ABOUT THIS EXERCISE:
Output range, inclusive: from the line containing "for row in &rows" to the line containing "prop_assert!(row.revenue >= 0.0);". Restate those lines from the data below word for word and only those.

#####

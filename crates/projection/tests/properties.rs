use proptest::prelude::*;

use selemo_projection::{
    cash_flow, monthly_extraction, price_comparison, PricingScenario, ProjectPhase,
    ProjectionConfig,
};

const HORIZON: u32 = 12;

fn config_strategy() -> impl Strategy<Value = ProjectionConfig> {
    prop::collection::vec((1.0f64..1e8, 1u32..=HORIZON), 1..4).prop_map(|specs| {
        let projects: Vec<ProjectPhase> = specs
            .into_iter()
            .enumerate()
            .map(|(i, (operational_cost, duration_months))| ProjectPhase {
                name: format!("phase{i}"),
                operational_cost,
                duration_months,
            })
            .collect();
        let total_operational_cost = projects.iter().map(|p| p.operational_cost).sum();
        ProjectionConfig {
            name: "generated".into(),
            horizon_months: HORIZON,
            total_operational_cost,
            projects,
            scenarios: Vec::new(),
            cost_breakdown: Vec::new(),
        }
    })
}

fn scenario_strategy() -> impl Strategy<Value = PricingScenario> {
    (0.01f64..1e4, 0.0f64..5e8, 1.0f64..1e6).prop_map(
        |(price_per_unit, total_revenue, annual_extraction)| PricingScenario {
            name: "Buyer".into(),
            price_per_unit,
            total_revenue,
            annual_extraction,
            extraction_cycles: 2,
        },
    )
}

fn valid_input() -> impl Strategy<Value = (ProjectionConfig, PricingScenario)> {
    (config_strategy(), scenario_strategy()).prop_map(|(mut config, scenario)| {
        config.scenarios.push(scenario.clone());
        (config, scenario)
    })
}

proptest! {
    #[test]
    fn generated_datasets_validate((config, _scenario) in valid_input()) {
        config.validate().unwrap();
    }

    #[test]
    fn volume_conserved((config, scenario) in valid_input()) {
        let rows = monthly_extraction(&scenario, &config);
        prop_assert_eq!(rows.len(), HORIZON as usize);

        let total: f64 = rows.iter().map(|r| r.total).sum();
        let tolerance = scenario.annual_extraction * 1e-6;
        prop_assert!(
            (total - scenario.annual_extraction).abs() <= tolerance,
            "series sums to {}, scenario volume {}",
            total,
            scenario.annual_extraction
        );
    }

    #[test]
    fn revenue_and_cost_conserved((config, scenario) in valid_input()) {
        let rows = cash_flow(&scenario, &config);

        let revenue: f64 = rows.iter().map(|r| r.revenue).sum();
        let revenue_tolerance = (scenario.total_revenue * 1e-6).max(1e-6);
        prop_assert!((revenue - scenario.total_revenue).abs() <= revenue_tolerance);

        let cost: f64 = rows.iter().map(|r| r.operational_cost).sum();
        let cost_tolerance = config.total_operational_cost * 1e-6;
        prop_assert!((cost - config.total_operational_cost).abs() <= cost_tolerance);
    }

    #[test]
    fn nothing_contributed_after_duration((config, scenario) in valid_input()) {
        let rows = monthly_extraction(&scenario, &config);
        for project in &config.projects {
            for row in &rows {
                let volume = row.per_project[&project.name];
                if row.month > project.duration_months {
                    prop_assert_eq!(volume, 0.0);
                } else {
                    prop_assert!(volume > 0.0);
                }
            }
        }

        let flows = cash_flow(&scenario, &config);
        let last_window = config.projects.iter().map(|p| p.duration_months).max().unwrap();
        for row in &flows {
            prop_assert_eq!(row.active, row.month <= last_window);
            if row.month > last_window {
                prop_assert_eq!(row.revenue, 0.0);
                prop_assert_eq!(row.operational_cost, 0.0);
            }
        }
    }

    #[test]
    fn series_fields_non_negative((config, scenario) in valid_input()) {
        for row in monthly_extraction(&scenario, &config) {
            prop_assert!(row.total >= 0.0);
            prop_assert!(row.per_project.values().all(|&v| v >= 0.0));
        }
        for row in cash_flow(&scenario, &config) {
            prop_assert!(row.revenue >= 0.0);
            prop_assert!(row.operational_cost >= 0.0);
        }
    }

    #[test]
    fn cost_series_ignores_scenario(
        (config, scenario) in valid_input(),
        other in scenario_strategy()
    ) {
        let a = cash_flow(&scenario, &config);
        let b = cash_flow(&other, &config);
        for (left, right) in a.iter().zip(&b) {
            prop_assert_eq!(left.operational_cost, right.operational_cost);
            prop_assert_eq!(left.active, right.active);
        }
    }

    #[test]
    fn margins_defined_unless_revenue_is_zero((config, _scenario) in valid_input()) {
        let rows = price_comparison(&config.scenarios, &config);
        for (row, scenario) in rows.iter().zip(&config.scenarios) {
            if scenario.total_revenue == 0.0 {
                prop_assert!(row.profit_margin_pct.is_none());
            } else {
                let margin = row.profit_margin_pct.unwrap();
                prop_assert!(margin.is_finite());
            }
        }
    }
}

#####

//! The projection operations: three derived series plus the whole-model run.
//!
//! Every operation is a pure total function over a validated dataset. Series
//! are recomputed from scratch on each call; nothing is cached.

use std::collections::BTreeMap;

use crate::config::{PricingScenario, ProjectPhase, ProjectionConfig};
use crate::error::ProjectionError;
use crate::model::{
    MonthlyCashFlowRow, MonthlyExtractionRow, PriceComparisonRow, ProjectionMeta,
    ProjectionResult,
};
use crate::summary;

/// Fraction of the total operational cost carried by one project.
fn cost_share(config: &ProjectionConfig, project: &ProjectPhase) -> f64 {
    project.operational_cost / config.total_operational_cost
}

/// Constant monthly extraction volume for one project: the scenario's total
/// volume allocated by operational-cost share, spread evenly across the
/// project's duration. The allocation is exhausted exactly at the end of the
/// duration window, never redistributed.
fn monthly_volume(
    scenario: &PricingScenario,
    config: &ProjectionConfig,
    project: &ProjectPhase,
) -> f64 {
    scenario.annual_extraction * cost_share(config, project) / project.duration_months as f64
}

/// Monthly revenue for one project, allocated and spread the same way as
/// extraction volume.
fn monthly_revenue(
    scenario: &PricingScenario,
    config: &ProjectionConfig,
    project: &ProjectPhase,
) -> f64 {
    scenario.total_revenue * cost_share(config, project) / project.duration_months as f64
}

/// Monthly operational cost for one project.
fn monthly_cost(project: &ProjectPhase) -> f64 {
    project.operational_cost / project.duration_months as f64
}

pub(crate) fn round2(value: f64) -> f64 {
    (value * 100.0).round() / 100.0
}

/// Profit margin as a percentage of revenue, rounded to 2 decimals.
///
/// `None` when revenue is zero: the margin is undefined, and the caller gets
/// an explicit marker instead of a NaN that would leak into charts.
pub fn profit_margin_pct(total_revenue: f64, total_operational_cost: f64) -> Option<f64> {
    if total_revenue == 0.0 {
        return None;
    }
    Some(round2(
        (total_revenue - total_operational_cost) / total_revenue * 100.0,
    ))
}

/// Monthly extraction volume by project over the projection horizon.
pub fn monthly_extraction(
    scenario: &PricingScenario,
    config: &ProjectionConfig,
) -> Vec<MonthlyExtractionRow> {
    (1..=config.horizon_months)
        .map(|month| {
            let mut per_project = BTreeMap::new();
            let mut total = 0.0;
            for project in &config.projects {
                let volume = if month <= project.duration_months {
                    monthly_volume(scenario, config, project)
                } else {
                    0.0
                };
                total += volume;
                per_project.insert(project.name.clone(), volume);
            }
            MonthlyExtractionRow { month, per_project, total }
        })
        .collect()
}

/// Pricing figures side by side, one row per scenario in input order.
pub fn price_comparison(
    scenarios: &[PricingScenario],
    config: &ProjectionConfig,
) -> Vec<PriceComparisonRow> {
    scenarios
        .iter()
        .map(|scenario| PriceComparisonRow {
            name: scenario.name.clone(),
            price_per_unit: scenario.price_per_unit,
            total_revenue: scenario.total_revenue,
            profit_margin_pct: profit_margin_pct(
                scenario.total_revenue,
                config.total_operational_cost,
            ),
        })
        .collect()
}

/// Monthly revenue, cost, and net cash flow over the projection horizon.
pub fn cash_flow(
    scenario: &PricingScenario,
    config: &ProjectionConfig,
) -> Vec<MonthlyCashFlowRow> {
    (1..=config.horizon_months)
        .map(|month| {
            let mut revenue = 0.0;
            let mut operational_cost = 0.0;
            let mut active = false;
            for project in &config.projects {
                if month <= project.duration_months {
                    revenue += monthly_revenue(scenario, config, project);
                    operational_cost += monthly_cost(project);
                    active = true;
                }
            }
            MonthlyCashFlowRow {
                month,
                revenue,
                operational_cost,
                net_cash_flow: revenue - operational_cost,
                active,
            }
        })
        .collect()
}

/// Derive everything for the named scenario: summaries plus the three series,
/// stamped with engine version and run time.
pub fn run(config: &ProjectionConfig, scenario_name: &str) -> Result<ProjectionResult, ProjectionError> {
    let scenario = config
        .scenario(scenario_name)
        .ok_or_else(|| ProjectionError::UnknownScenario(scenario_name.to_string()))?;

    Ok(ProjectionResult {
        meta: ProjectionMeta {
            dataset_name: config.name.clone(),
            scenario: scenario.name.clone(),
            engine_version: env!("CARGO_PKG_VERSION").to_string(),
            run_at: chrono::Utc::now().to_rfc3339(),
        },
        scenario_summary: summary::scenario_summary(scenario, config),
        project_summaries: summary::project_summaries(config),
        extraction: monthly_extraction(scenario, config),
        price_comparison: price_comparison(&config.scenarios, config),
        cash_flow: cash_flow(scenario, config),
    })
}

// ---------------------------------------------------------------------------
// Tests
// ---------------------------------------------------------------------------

#####

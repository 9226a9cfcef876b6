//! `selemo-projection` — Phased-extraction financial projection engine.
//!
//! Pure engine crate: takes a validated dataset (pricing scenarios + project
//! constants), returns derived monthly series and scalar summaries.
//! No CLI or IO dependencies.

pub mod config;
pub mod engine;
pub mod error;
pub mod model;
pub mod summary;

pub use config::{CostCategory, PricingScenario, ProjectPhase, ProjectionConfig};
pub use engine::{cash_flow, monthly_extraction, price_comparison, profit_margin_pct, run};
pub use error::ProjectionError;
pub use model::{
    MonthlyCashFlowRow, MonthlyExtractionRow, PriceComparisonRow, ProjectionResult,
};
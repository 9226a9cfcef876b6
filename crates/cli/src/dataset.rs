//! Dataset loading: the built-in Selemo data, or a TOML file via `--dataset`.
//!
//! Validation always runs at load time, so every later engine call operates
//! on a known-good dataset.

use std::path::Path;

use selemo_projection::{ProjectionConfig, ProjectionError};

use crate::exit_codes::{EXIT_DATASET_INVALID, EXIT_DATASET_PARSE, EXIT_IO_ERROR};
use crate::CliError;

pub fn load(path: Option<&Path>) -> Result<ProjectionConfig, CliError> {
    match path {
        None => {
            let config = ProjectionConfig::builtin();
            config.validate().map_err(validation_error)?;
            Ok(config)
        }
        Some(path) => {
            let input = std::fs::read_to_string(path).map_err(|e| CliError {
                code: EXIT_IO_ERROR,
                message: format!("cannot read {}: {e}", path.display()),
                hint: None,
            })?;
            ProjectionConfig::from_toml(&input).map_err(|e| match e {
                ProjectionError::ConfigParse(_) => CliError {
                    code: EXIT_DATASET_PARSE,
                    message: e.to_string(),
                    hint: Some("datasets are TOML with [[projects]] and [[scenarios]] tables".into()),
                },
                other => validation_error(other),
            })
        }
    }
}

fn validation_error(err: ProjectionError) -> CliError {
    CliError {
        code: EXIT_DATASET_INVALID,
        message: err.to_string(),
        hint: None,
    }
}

#####

RESPONSE:
            for row in &rows {
                let volume = row.per_project[&project.name];
                if row.month > project.duration_months {
                    prop_assert_eq!(volume, 0.0);
                } else {
                    prop_assert!(volume > 0.0);
                }
            }
        }

        let flows = cash_flow(&scenario, &config);
        let last_window = config.projects.iter().map(|p| p.duration_months).max().unwrap();
        for row in &flows {
            prop_assert_eq!(row.active, row.month <= last_window);
            if row.month > last_window {
                prop_assert_eq!(row.revenue, 0.0);
                prop_assert_eq!(row.operational_cost, 0.0);
            }
        }
    }

    #[test]
    fn series_fields_non_negative((config, scenario) in valid_input()) {
        for row in monthly_extraction(&scenario, &config) {
            prop_assert!(row.total >= 0.0);
            prop_assert!(row.per_project.values().all(|&v| v >= 0.0));
        }
        for row in cash_flow(&scenario, &config) {
            prop_assert!(row.revenue >= 0.0);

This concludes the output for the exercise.